Even if you don’t score highly, never mind, you were concerned enough to complete the questionnaire — which must say something about your hypochondriac potential.

Treatment Strategies and Options for Hypocondriacs Include:

  • Cognitive-behavioral therapy where patients attempt to alter their beliefs about illness and symptoms and seek to understand how their behaviors play a role in the disorder.
  • Pharmacotherapy or treatment with medications such as Prozac.

Many hypochondriacs have co-existing psychiatric illnesses such as major depression, panic disorder, and obsessive-compulsive disorder. Treatment of these underlying conditions has been shown to alleviate hypochondriacs. The majority of people who have hypochondriasis benefit significantly from pharmacological treatment. The good news about hypochondriasis is that is treatable.

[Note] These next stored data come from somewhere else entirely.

use tracing::{error, info};
use tracing_subscriber::EnvFilter;

use civic_portal_client::api::portal::PortalClient;
use civic_portal_client::pages;

#[tokio::main]
async fn main() {
    dotenv::dotenv().ok();

    // Initialize tracing
    tracing_subscriber::fmt()
        .with_env_filter(
            EnvFilter::from_default_env()
                .add_directive("civic_portal_client=debug".parse().unwrap()),
        )
        .with_target(true)
        .init();

    let base_url = std::env::var("PORTAL_API_URL")
        .unwrap_or_else(|_| "http://127.0.0.1:5000".to_string());
    info!("Starting civic portal client against {}", base_url);

    let client = PortalClient::with_base_url(base_url);

    let page_name = std::env::args().nth(1).unwrap_or_else(|| "citizen".to_string());
    let page = match pages::Page::parse(&page_name) {
        Some(page) => page,
        None => {
            error!(
                "Unknown page: {} (expected citizen, officer or verify)",
                page_name
            );
            return;
        }
    };

    pages::bind(page, &client).await;
}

If you feel you are a hypochondriac, seek help. And, if you are a family member or friend of someone experiencing hypochondria, encourage them to seek help. It is exceptionally difficult for friends and family if their loved one constantly complains about their health. Instead, talk to them about fun topics, and provide them with support to help reduce their concerns about their health which will ensure them of your feelings for them.

References:

Naish, John. “Help, I’ve got Hypochondria.” Times Online. Oct 30, 2004. Web. 14 June 2009 <website>.